Осуществляя познавательные процессы, мы ищем интересующую нас информацию и, как правило, целиком отключены от рассмотрения «устройства» носителя этой информации, которая дана нам в форме «естественного» кода. Иначе говоря, когда мы не ставим своей целью расшифровку «естественного» кода, мы можем довольствоваться ин­формацией как таковой, отвлекаясь от понимания «устройства» ее но­сителя. Мы пользуемся во многих случаях «естественными» кодами, не зная их «устройства», но это не мешает переводить на их язык «чуж­дые» коды, превращая тем самым их в «естественные». Постоянно производимые нами кодовые преобразования настолько имманентны на­шим практическим и коммуникативным актам, что мы их просто не за­мечаем — это воздух нашей социальной жизнедеятельности.

Код как специфический объект исследования. Проблема диагностики кода

Оперирование кодами и их использование в познавательных про­цессах представлено следующими главными ситуациями: 1) когда мы знаем информационное «значение» кода, но не знаем его «устройства»; 2) когда мы знаем и то и другое; 3) когда мы знаем, что имеем дело с кодом, но не знаем ни его информационного значения, ни его устрой­ства. Наконец, довольно часто встречается ситуация, знаменующая не­определенность, начальный этап исследования кодовой зависимости: 4) когда мы располагаем некоторым знанием об «устройстве» кода, но не знаем его информационного «значения».

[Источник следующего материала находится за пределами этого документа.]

use serde::{Deserialize, Serialize};

use crate::users::services::MAX_PAGE;

#[derive(Debug, Deserialize)]
pub struct Pagination {
    #[serde(default)]
    pub skip: i64,
    #[serde(default = "default_limit")]
    pub limit: i64,
}
fn default_limit() -> i64 { MAX_PAGE }

#[derive(Debug, Deserialize)]
pub struct VerificationRequest {
    pub verified: bool,
}

#[derive(Debug, Serialize)]
pub struct MessageResponse {
    pub message: String,
}

impl MessageResponse {
    pub fn new(message: impl Into<String>) -> Self {
        Self {
            message: message.into(),
        }
    }
}

#[derive(Debug, Serialize)]
pub struct RemovedResponse {
    pub removed: usize,
}
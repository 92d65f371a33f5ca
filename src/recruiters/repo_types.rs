use serde::Serialize;
use sqlx::FromRow;
use time::OffsetDateTime;
use uuid::Uuid;

/// Company -> candidate recruiter assignment. Removal only clears `is_active`.
#[derive(Debug, Clone, Serialize, FromRow, PartialEq)]
pub struct CompanyRecruiter {
    pub id: Uuid,
    pub company_id: Uuid,
    pub recruiter_id: Uuid,
    #[serde(with = "time::serde::rfc3339")]
    pub assigned_at: OffsetDateTime,
    pub is_active: bool,
}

Исследование кодовой зависимости предполагает способность диагностирования кода, то есть установления с помощью определенных познавательных процедур, что объектом нашего исследо­вания является именно код. Способность же вычленять такого рода объекты и создавать соответствующую проблемную ситуацию предпола­гает наличие некоторого знания о всем классе объектов, которые име­нуются кодами. В общем виде этот класс объектов может быть огра­ничен путем определения кода как необходимого свойства СОС, как формы существования и функционирования ин­формации (процессы хранения, передачи, преобразования информа­ции, использования ее в качестве фактора управления).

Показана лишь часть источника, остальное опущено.